Using the entries that follow, write out the line containing "can never be", the line containing "pub fn new()", and every line between them, exactly and nothing else.

■ ■ ■ ■ ■ ■ ■

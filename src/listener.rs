//! Listener task - demultiplexes the inbound byte stream.
//!
//! One long-lived task owns the read half for the lifetime of the
//! connection: bytes go through the frame scanner, complete Response
//! frames fill the matching request slot, complete Request frames go to
//! the inbound dispatcher. A started frame gets a fixed inactivity budget;
//! when it expires the partial frame is discarded and scanning resumes at
//! the next start marker, so one corrupted or stalled frame can never wedge
//! the stream. Nothing at the framing layer stops this task; it exits only
//! when the transport closes or errors.

use std::sync::Arc;

use tokio::io::{AsyncRead, AsyncReadExt};
use tokio::time::timeout;

use crate::config::ProtocolConfig;
use crate::error::Result;
use crate::handler::InboundDispatcher;
use crate::pool::RequestPool;
use crate::protocol::{FrameBuffer, FrameKind};

/// Read buffer size; frames are at most ~a hundred bytes.
const READ_BUF_SIZE: usize = 256;

/// Run the listener until the transport closes.
pub(crate) async fn listener_loop<R>(
    mut reader: R,
    pool: Arc<RequestPool>,
    dispatcher: Arc<InboundDispatcher>,
    config: ProtocolConfig,
) -> Result<()>
where
    R: AsyncRead + Unpin,
{
    let mut scanner = FrameBuffer::new(config.max_payload_length, config.max_concurrent_requests);
    let mut buf = [0u8; READ_BUF_SIZE];

    loop {
        let n = if scanner.mid_frame() {
            // A frame is in progress; it must keep arriving or be dropped.
            match timeout(config.frame_inactivity_timeout, reader.read(&mut buf)).await {
                Ok(read) => read?,
                Err(_) => {
                    tracing::warn!("partial frame stalled; discarding and resynchronizing");
                    scanner.abandon_frame();
                    continue;
                }
            }
        } else {
            reader.read(&mut buf).await?
        };

        if n == 0 {
            tracing::debug!("transport closed");
            return Ok(());
        }

        for frame in scanner.push(&buf[..n]) {
            match frame.kind {
                FrameKind::Response => pool.fill(frame.id, frame.payload),
                FrameKind::Request => {
                    if let Err(err) = dispatcher.dispatch(&frame) {
                        tracing::warn!(%err, id = frame.id, "inbound dispatch failed");
                    }
                }
            }
        }
    }
}
//! Error types for pinwire.

use thiserror::Error;

/// Main error type for all pinwire operations.
#[derive(Debug, Error)]
pub enum PinwireError {
    /// I/O error on the underlying transport.
    #[error("I/O error: {0}")]
    Io(#[from] std::io::Error),

    /// No synchronized peer within the handshake deadline.
    ///
    /// Fatal to connection setup; the session is never established.
    #[error("handshake failed: no synchronized peer within the deadline")]
    HandshakeFailed,

    /// No free request id. Backpressure, not a hard failure: retry, or use
    /// the waiting allocation path.
    #[error("request pool exhausted: all {0} ids in flight")]
    PoolExhausted(u8),

    /// The per-call response deadline elapsed. Recoverable; the request id
    /// has already been reclaimed.
    #[error("timed out waiting for the response to request {0}")]
    ResponseTimeout(u8),

    /// A received frame violated the wire format (wrong declared length,
    /// wrong end marker). The frame is dropped; the connection stays alive.
    #[error("malformed frame: {0}")]
    MalformedFrame(&'static str),

    /// A received frame carried a request id outside the pool range.
    #[error("request id {id} out of range (max {max})")]
    RequestIdOutOfRange { id: u8, max: u8 },

    /// Payload does not fit in a frame.
    #[error("payload length {len} exceeds maximum {max}")]
    PayloadTooLarge { len: usize, max: usize },

    /// Inbound dispatch could not resolve an instruction byte.
    #[error("unknown instruction byte 0x{0:02X}")]
    UnknownInstruction(u8),

    /// An instruction byte collides with a frame marker and can never be
    /// sent on the wire.
    #[error("instruction byte 0x{0:02X} collides with a frame marker")]
    ReservedInstruction(u8),

    /// A host function id was registered twice.
    #[error("host function {0} is already registered")]
    FunctionAlreadyRegistered(u8),

    /// A response payload could not be decoded into the caller's type.
    #[error("response decode failed: {0}")]
    Decode(String),

    /// The transport closed underneath the session.
    #[error("connection closed")]
    ConnectionClosed,
}

/// Result type alias using PinwireError.
pub type Result<T> = std::result::Result<T, PinwireError>;
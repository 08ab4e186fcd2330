//! Key-value storage backends
//!
//! LocalStorage on web, an in-memory map everywhere else (native builds and
//! tests).

use std::collections::HashMap;

use crate::error::Result;

/// Minimal string key-value store
pub trait KeyValueStore {
    /// Read a value. `Ok(None)` when the key is absent.
    fn get_item(&self, key: &str) -> Result<Option<String>>;

    /// Write a value, replacing whatever was there
    fn set_item(&mut self, key: &str, value: &str) -> Result<()>;
}

/// In-memory store
#[derive(Debug, Clone, Default)]
pub struct MemoryStorage {
    items: HashMap<String, String>,
}

impl MemoryStorage {
    pub fn new() -> Self {
        Self::default()
    }
}

impl KeyValueStore for MemoryStorage {
    fn get_item(&self, key: &str) -> Result<Option<String>> {
        Ok(self.items.get(key).cloned())
    }

    fn set_item(&mut self, key: &str, value: &str) -> Result<()> {
        self.items.insert(key.to_string(), value.to_string());
        Ok(())
    }
}

/// Browser LocalStorage (WASM only)
#[cfg(target_arch = "wasm32")]
pub struct LocalStorage {
    storage: web_sys::Storage,
}

#[cfg(target_arch = "wasm32")]
impl LocalStorage {
    /// `None` when the page has no window or storage is disabled
    pub fn open() -> Option<Self> {
        let storage = web_sys::window()
            .and_then(|w| w.local_storage().ok())
            .flatten()?;
        Some(Self { storage })
    }
}

#[cfg(target_arch = "wasm32")]
impl KeyValueStore for LocalStorage {
    fn get_item(&self, key: &str) -> Result<Option<String>> {
        self.storage
            .get_item(key)
            .map_err(|e| crate::error::GameError::Storage(format!("{:?}", e)))
    }

    fn set_item(&mut self, key: &str, value: &str) -> Result<()> {
        self.storage
            .set_item(key, value)
            .map_err(|e| crate::error::GameError::Storage(format!("{:?}", e)))
    }
}

/// Store whose reads and writes always fail
#[cfg(test)]
pub(crate) struct BrokenStorage;

#[cfg(test)]
impl KeyValueStore for BrokenStorage {
    fn get_item(&self, _key: &str) -> Result<Option<String>> {
        Err(crate::error::GameError::Storage("unavailable".to_string()))
    }

    fn set_item(&mut self, _key: &str, _value: &str) -> Result<()> {
        Err(crate::error::GameError::Storage("quota exceeded".to_string()))
    }
}

#[cfg(test)]
mod tests {
    use super::*;

    #[test]
    fn test_memory_storage_roundtrip() {
        let mut store = MemoryStorage::new();
        assert_eq!(store.get_item("k").unwrap(), None);
        store.set_item("k", "v1").unwrap();
        store.set_item("k", "v2").unwrap();
        assert_eq!(store.get_item("k").unwrap().as_deref(), Some("v2"));
    }
}
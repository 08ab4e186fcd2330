//! Session reducer
//!
//! One user action in, new session plus a list of effects out. The front end
//! owns the single `GameSession` and executes the effects (render, persist,
//! input housekeeping). Nothing in here touches the DOM or storage.

use rand::Rng;

use crate::consts::DEFAULT_PLAYER_NAME;
use crate::difficulty::Difficulty;
use crate::error::GameError;
use crate::highscores::ScoreTable;
use crate::round::{GuessOutcome, Round, RoundStatus, new_round, start_round, submit_guess};

/// Tone of a feedback message (maps to a CSS modifier)
#[derive(Debug, Clone, Copy, PartialEq, Eq)]
pub enum FeedbackKind {
    Neutral,
    Success,
    Warning,
    Danger,
}

impl FeedbackKind {
    /// CSS class for the feedback element
    pub fn css_class(&self) -> &'static str {
        match self {
            FeedbackKind::Neutral => "feedback",
            FeedbackKind::Success => "feedback feedback--success",
            FeedbackKind::Warning => "feedback feedback--warning",
            FeedbackKind::Danger => "feedback feedback--danger",
        }
    }
}

#[derive(Debug, Clone, PartialEq, Eq)]
pub struct Feedback {
    pub text: String,
    pub kind: FeedbackKind,
}

impl Feedback {
    fn new(text: impl Into<String>, kind: FeedbackKind) -> Self {
        Self {
            text: text.into(),
            kind,
        }
    }
}

/// A user action, carrying whatever the page read from its inputs
#[derive(Debug, Clone, PartialEq, Eq)]
pub enum Action {
    Start { difficulty: String, player_name: String },
    Guess { raw: String, hints: bool, player_name: String },
    NewRound,
    Reset { difficulty: String },
    SelectDifficulty { difficulty: String },
}

/// Work for the front end after an action
#[derive(Debug, Clone, PartialEq, Eq)]
pub enum Effect {
    ClearInput,
    FocusInput,
    ClearHistory,
    SaveScores(ScoreTable),
    Render,
}

/// Score panel contents for the selected difficulty
#[derive(Debug, Clone, PartialEq, Eq)]
pub struct HighScoreView {
    pub player: String,
    pub difficulty: String,
    pub best: String,
}

/// Everything the page needs to draw itself
#[derive(Debug, Clone, PartialEq, Eq)]
pub struct View {
    pub status: RoundStatus,
    pub max: u32,
    pub attempts_remaining: u32,
    pub guess_log: Vec<u32>,
    pub feedback: Option<Feedback>,
    pub can_guess: bool,
    pub can_start_new_round: bool,
    pub high_score: HighScoreView,
}

impl View {
    pub fn range_text(&self) -> String {
        format!("Range: 1–{}", self.max)
    }

    pub fn attempts_text(&self) -> String {
        format!("Attempts left: {}", self.attempts_remaining)
    }
}

/// Single-player session state
#[derive(Debug, Clone)]
pub struct GameSession {
    selected: Difficulty,
    round: Round,
    player_name: String,
    scores: ScoreTable,
    feedback: Option<Feedback>,
}

/// Trimmed name, or the default when blank
pub fn normalize_player_name(raw: &str) -> String {
    let trimmed = raw.trim();
    if trimmed.is_empty() {
        DEFAULT_PLAYER_NAME.to_string()
    } else {
        trimmed.to_string()
    }
}

impl GameSession {
    /// Fresh session with a not-yet-started round at the default difficulty
    pub fn new<R: Rng>(scores: ScoreTable, rng: &mut R) -> Self {
        let selected = Difficulty::default();
        Self {
            selected,
            round: Round::prepare(selected, rng),
            player_name: DEFAULT_PLAYER_NAME.to_string(),
            scores,
            feedback: None,
        }
    }

    pub fn round(&self) -> &Round {
        &self.round
    }

    pub fn scores(&self) -> &ScoreTable {
        &self.scores
    }

    pub fn selected(&self) -> Difficulty {
        self.selected
    }

    pub fn player_name(&self) -> &str {
        &self.player_name
    }

    /// Apply one action
    pub fn handle_action<R: Rng>(mut self, action: Action, rng: &mut R) -> (Self, Vec<Effect>) {
        let mut effects = Vec::new();

        match action {
            Action::Start {
                difficulty,
                player_name,
            } => match difficulty.parse::<Difficulty>() {
                Ok(difficulty) => {
                    self.selected = difficulty;
                    self.player_name = normalize_player_name(&player_name);
                    self.round = start_round(difficulty, rng);
                    self.feedback = Some(Feedback::new(
                        format!("Good luck, {}!", self.player_name),
                        FeedbackKind::Warning,
                    ));
                    log::info!("{} started a {} round", self.player_name, difficulty);
                    effects.extend([Effect::ClearHistory, Effect::ClearInput, Effect::FocusInput]);
                }
                Err(e) => self.reject_difficulty(e),
            },

            Action::Guess {
                raw,
                hints,
                player_name,
            } => self.guess(&raw, hints, &player_name, &mut effects),

            Action::NewRound => {
                self.round = new_round(&self.round, rng);
                self.feedback = Some(Feedback::new(
                    "New round started. You got this!",
                    FeedbackKind::Warning,
                ));
                effects.extend([Effect::ClearHistory, Effect::ClearInput, Effect::FocusInput]);
            }

            Action::Reset { difficulty } => match difficulty.parse::<Difficulty>() {
                Ok(difficulty) => {
                    self.selected = difficulty;
                    self.round = Round::prepare(difficulty, rng);
                    self.feedback = Some(Feedback::new("Game reset.", FeedbackKind::Neutral));
                    effects.extend([Effect::ClearHistory, Effect::ClearInput]);
                }
                Err(e) => self.reject_difficulty(e),
            },

            Action::SelectDifficulty { difficulty } => match difficulty.parse::<Difficulty>() {
                Ok(difficulty) => {
                    self.selected = difficulty;
                    // A live round keeps its own range; only idle rounds preview the new one
                    if self.round.status() != RoundStatus::InProgress {
                        self.round = Round::prepare(difficulty, rng);
                        effects.push(Effect::ClearHistory);
                    }
                    self.feedback = Some(Feedback::new(
                        format!("Difficulty set to {}.", difficulty),
                        FeedbackKind::Neutral,
                    ));
                }
                Err(e) => self.reject_difficulty(e),
            },
        }

        effects.push(Effect::Render);
        (self, effects)
    }

    fn guess(&mut self, raw: &str, hints: bool, player_name: &str, effects: &mut Vec<Effect>) {
        let max = self.round.max();
        let result = match submit_guess(&mut self.round, raw, hints) {
            Ok(result) => result,
            Err(e) if e.is_input_error() => {
                self.feedback = Some(Feedback::new(
                    format!("Please enter a number between 1 and {}.", max),
                    FeedbackKind::Danger,
                ));
                return;
            }
            Err(e) => {
                log::debug!("Ignoring guess: {}", e);
                return;
            }
        };

        match result.outcome {
            GuessOutcome::Won { secret } => {
                self.feedback = Some(Feedback::new(
                    format!("Correct! The number was {}.", secret),
                    FeedbackKind::Success,
                ));
                self.player_name = normalize_player_name(player_name);
                let attempts = self.round.attempts_used();
                if self
                    .scores
                    .record_win(self.round.difficulty(), &self.player_name, attempts)
                {
                    effects.push(Effect::SaveScores(self.scores.clone()));
                }
            }
            GuessOutcome::Lost { secret } => {
                self.feedback = Some(Feedback::new(
                    format!("Out of attempts. The number was {}.", secret),
                    FeedbackKind::Danger,
                ));
            }
            GuessOutcome::Continue {
                direction,
                proximity,
            } => {
                let text = match proximity {
                    Some(band) if hints => format!("{}! {}.", direction, band),
                    _ => "Try again!".to_string(),
                };
                self.feedback = Some(Feedback::new(text, FeedbackKind::Warning));
                effects.extend([Effect::ClearInput, Effect::FocusInput]);
            }
        }
    }

    fn reject_difficulty(&mut self, err: GameError) {
        log::error!("{}", err);
        self.feedback = Some(Feedback::new(err.to_string(), FeedbackKind::Danger));
    }

    /// Snapshot for rendering
    pub fn view(&self) -> View {
        let status = self.round.status();
        let record = self.scores.get(self.selected);
        View {
            status,
            max: self.round.max(),
            attempts_remaining: self.round.attempts_remaining(),
            guess_log: self.round.guess_log().to_vec(),
            feedback: self.feedback.clone(),
            can_guess: status == RoundStatus::InProgress,
            can_start_new_round: status != RoundStatus::InProgress,
            high_score: HighScoreView {
                player: record
                    .map(|r| r.player_name.clone())
                    .unwrap_or_else(|| "—".to_string()),
                difficulty: self.selected.label().to_string(),
                best: record
                    .map(|r| r.best_attempts.to_string())
                    .unwrap_or_else(|| "—".to_string()),
            },
        }
    }
}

■ ■ ■ ■ ■ ■ ■

- **Result of this exercise**
    /// An instruction byte collides with a frame marker and can never be
    /// sent on the wire.
    #[error("instruction byte 0x{0:02X} collides with a frame marker")]
    ReservedInstruction(u8),

    /// A host function id was registered twice.
    #[error("host function {0} is already registered")]
    FunctionAlreadyRegistered(u8),

    /// A response payload could not be decoded into the caller's type.
    #[error("response decode failed: {0}")]
    Decode(String),

    /// The transport closed underneath the session.
    #[error("connection closed")]
    ConnectionClosed,
}

/// Result type alias using PinwireError.
pub type Result<T> = std::result::Result<T, PinwireError>;
repository 08ab4e186fcd2330
//! Key-value storage backends
//!
//! LocalStorage on web, an in-memory map everywhere else (native builds and
//! tests).

use std::collections::HashMap;

use crate::error::Result;

/// Minimal string key-value store
pub trait KeyValueStore {
    /// Read a value. `Ok(None)` when the key is absent.
    fn get_item(&self, key: &str) -> Result<Option<String>>;

    /// Write a value, replacing whatever was there
    fn set_item(&mut self, key: &str, value: &str) -> Result<()>;
}

/// In-memory store
#[derive(Debug, Clone, Default)]
pub struct MemoryStorage {
    items: HashMap<String, String>,
}

impl MemoryStorage {
    pub fn new() -> Self {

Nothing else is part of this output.